#### Supplied records

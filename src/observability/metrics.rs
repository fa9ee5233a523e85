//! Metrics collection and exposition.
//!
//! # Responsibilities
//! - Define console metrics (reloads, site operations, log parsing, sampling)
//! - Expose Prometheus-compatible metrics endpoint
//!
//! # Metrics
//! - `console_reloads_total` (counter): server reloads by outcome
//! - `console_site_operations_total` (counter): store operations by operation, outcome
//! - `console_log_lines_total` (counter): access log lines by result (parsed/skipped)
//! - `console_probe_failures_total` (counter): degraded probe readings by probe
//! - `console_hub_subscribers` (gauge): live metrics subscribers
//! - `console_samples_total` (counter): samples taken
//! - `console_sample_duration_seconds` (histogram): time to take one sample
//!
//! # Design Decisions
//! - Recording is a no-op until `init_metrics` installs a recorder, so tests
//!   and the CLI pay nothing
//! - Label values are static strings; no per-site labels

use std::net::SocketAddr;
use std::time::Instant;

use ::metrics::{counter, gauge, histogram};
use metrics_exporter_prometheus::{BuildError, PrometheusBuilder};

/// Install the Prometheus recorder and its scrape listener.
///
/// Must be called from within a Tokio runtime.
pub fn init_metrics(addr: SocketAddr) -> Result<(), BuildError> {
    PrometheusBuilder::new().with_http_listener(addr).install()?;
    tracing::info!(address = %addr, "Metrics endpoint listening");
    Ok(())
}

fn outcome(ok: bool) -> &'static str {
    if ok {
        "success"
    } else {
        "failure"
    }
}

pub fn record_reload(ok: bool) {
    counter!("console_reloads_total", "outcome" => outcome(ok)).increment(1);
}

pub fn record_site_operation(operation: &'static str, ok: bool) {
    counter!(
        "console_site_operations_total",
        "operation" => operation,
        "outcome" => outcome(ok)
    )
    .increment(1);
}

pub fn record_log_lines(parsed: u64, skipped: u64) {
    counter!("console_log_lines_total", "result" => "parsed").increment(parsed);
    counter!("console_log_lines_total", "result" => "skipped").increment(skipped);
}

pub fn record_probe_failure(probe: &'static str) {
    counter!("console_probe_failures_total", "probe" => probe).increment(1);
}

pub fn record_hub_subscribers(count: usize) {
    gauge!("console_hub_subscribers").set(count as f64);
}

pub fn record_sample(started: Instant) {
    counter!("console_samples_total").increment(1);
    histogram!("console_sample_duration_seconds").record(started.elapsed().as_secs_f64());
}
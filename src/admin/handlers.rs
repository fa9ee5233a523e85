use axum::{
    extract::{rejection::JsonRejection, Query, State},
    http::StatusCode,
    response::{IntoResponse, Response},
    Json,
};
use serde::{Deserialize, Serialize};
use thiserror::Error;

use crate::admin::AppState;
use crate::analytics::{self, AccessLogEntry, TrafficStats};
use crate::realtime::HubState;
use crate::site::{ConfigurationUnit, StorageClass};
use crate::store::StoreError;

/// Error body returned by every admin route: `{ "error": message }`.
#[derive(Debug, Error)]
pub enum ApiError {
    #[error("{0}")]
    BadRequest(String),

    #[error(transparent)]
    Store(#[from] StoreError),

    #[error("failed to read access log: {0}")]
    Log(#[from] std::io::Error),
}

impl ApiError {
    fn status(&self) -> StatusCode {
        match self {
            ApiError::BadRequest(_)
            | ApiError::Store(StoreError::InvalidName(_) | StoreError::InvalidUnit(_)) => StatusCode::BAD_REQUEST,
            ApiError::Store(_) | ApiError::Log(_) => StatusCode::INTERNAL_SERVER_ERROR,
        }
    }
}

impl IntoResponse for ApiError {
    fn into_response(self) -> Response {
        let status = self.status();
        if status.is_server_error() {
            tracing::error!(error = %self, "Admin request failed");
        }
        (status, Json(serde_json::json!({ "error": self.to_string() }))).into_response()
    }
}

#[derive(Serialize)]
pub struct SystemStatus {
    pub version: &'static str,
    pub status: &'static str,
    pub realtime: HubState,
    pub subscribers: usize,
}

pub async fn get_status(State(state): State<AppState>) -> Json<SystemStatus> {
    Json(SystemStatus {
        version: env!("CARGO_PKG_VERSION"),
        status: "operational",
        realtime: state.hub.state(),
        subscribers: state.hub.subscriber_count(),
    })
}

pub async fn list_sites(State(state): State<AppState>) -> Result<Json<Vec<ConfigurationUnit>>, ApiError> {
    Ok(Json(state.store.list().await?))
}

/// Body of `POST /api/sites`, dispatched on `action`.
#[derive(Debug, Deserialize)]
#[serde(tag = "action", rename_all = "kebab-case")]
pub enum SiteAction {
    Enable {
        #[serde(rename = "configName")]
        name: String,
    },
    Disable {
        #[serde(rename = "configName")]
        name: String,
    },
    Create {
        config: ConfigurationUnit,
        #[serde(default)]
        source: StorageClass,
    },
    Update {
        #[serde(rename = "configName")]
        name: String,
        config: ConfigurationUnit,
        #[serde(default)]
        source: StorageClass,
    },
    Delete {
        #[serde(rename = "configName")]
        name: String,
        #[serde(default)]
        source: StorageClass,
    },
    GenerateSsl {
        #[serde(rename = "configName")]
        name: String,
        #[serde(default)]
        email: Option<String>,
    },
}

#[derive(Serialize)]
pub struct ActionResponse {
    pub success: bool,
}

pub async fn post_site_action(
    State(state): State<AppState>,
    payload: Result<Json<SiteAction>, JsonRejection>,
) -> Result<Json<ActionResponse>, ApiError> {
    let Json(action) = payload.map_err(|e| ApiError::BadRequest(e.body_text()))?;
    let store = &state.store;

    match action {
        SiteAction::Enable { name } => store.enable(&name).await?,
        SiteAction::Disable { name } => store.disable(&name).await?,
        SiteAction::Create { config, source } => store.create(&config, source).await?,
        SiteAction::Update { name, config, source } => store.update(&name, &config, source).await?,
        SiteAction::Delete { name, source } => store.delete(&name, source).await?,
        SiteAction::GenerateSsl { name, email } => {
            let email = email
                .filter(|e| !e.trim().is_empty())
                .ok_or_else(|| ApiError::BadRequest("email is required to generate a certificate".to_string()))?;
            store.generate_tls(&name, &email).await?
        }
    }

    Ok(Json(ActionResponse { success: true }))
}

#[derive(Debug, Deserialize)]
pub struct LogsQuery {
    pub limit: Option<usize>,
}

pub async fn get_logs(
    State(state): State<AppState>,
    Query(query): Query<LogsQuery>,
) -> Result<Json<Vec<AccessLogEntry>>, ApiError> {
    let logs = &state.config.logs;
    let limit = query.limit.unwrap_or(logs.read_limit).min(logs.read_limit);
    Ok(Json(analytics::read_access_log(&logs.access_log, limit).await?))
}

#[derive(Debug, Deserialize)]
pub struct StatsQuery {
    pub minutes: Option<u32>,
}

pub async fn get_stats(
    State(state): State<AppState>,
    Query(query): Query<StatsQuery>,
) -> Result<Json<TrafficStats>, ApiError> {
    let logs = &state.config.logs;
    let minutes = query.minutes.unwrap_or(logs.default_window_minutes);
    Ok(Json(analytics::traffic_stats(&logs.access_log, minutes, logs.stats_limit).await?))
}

########

*Action item:* Gather from the data above every line with the string "usize".

*Completed task:*
pub fn record_hub_subscribers(count: usize) {
    pub subscribers: usize,
    pub limit: Option<usize>,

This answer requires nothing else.